#### Stored data:

+ + +

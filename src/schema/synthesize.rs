//! Schema synthesis from traversal paths
//!
//! Headers are built from the trailing non-numeric segments of each path
//! and disambiguated with a per-header occurrence map.

use super::types::{FieldDefinition, Schema};
use crate::path::{is_numeric_literal, PathExpression, PathSegment};
use std::collections::{HashMap, HashSet};

/// Default number of path segments used to build a header
pub const DEFAULT_MAX_HEADER_PARTS: usize = 3;

/// Options for schema synthesis
#[derive(Debug, Clone, Copy, PartialEq, Eq)]
pub struct SynthesisOptions {
    /// Maximum number of segments joined into a header
    pub max_header_parts: usize,
    /// Maximum number of definitions emitted (0 = unlimited)
    pub limit: usize,
}

impl Default for SynthesisOptions {
    fn default() -> Self {
        Self {
            max_header_parts: DEFAULT_MAX_HEADER_PARTS,
            limit: 0,
        }
    }
}

impl SynthesisOptions {
    /// Create options with default settings
    pub fn new() -> Self {
        Self::default()
    }

    /// Set the maximum number of header parts
    #[must_use]
    pub fn with_max_header_parts(mut self, parts: usize) -> Self {
        self.max_header_parts = parts;
        self
    }

    /// Set the definition limit
    #[must_use]
    pub fn with_limit(mut self, limit: usize) -> Self {
        self.limit = limit;
        self
    }
}

/// Hands out unique headers
#[derive(Debug, Default)]
pub struct HeaderRegistry {
    occurrences: HashMap<String, usize>,
    emitted: HashSet<String>,
}

impl HeaderRegistry {
    /// Create an empty registry
    pub fn new() -> Self {
        Self::default()
    }

    /// Reserve a header: the first occurrence keeps its text, later ones
    /// get `_<occurrence>` appended
    pub fn claim(&mut self, base: &str) -> String {
        let count = self.occurrences.entry(base.to_string()).or_insert(0);
        *count += 1;

        let mut candidate = if *count == 1 {
            base.to_string()
        } else {
            format!("{base}_{count}")
        };

        // A suffixed form may already exist as a natural header
        while self.emitted.contains(&candidate) {
            *count += 1;
            candidate = format!("{base}_{count}");
        }

        self.emitted.insert(candidate.clone());
        candidate
    }
}

/// Check whether a segment may appear in header text
fn is_header_segment(segment: &PathSegment) -> bool {
    match segment {
        PathSegment::Index(_) => false,
        PathSegment::Key(name) => !is_numeric_literal(name),
    }
}

/// Derive the undisambiguated header for a path
///
/// Walks backward from the leaf, collecting up to `max_parts` non-numeric
/// segments, nearest-to-leaf first. The root segment only names the header
/// when nothing else qualifies.
pub fn derive_header(path: &PathExpression, max_parts: usize) -> String {
    let segments = path.segments();

    let parts: Vec<String> = segments
        .iter()
        .skip(1)
        .rev()
        .filter(|segment| is_header_segment(segment))
        .take(max_parts)
        .map(ToString::to_string)
        .collect();

    if parts.is_empty() {
        return segments[0].to_string();
    }

    parts.join("_")
}

/// Build a schema from leaf paths in traversal order
pub fn synthesize<I>(leaves: I, options: SynthesisOptions) -> Schema
where
    I: IntoIterator<Item = PathExpression>,
{
    let limit = if options.limit == 0 {
        usize::MAX
    } else {
        options.limit
    };

    let mut registry = HeaderRegistry::new();
    let mut schema = Schema::new();

    for path in leaves.into_iter().take(limit) {
        let header = registry.claim(&derive_header(&path, options.max_header_parts));
        schema.push_claimed(FieldDefinition::new(header, path));
    }

    schema
}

+ + +

#### Exercise requirements:
Every line above should be written out again exactly as it stands.

#### Solution to the exercise:
filename src/schema/synthesize.rs
//! Schema synthesis from traversal paths
//!
//! Headers are built from the trailing non-numeric segments of each path
//! and disambiguated with a per-header occurrence map.

use super::types::{FieldDefinition, Schema};
use crate::path::{is_numeric_literal, PathExpression, PathSegment};
use std::collections::{HashMap, HashSet};

/// Default number of path segments used to build a header
pub const DEFAULT_MAX_HEADER_PARTS: usize = 3;

/// Options for schema synthesis
#[derive(Debug, Clone, Copy, PartialEq, Eq)]
pub struct SynthesisOptions {
    /// Maximum number of segments joined into a header
    pub max_header_parts: usize,
    /// Maximum number of definitions emitted (0 = unlimited)
    pub limit: usize,
}

impl Default for SynthesisOptions {
    fn default() -> Self {
        Self {
            max_header_parts: DEFAULT_MAX_HEADER_PARTS,
            limit: 0,
        }
    }
}

impl SynthesisOptions {
    /// Create options with default settings
    pub fn new() -> Self {
        Self::default()
    }

    /// Set the maximum number of header parts
    #[must_use]
    pub fn with_max_header_parts(mut self, parts: usize) -> Self {
        self.max_header_parts = parts;
        self
    }

    /// Set the definition limit
    #[must_use]
    pub fn with_limit(mut self, limit: usize) -> Self {
        self.limit = limit;
        self
    }
}

/// Hands out unique headers
#[derive(Debug, Default)]
pub struct HeaderRegistry {
    occurrences: HashMap<String, usize>,
    emitted: HashSet<String>,
}

impl HeaderRegistry {
    /// Create an empty registry
    pub fn new() -> Self {
        Self::default()
    }

    /// Reserve a header: the first occurrence keeps its text, later ones
    /// get `_<occurrence>` appended
    pub fn claim(&mut self, base: &str) -> String {
        let count = self.occurrences.entry(base.to_string()).or_insert(0);
        *count += 1;

        let mut candidate = if *count == 1 {
            base.to_string()
        } else {
            format!("{base}_{count}")
        };

        // A suffixed form may already exist as a natural header
        while self.emitted.contains(&candidate) {
            *count += 1;
            candidate = format!("{base}_{count}");
        }

        self.emitted.insert(candidate.clone());
        candidate
    }
}

/// Check whether a segment may appear in header text
fn is_header_segment(segment: &PathSegment) -> bool {
    match segment {
        PathSegment::Index(_) => false,
        PathSegment::Key(name) => !is_numeric_literal(name),
    }
}

/// Derive the undisambiguated header for a path
///
/// Walks backward from the leaf, collecting up to `max_parts` non-numeric
/// segments, nearest-to-leaf first. The root segment only names the header
/// when nothing else qualifies.
pub fn derive_header(path: &PathExpression, max_parts: usize) -> String {
    let segments = path.segments();

    let parts: Vec<String> = segments
        .iter()
        .skip(1)
        .rev()
        .filter(|segment| is_header_segment(segment))
        .take(max_parts)
        .map(ToString::to_string)
        .collect();

    if parts.is_empty() {
        return segments[0].to_string();
    }

    parts.join("_")
}

/// Build a schema from leaf paths in traversal order
pub fn synthesize<I>(leaves: I, options: SynthesisOptions) -> Schema
where
    I: IntoIterator<Item = PathExpression>,
{
    let limit = if options.limit == 0 {
        usize::MAX
    } else {
        options.limit
    };

    let mut registry = HeaderRegistry::new();
    let mut schema = Schema::new();

    for path in leaves.into_iter().take(limit) {
        let header = registry.claim(&derive_header(&path, options.max_header_parts));
        schema.push_claimed(FieldDefinition::new(header, path));
    }

    schema
}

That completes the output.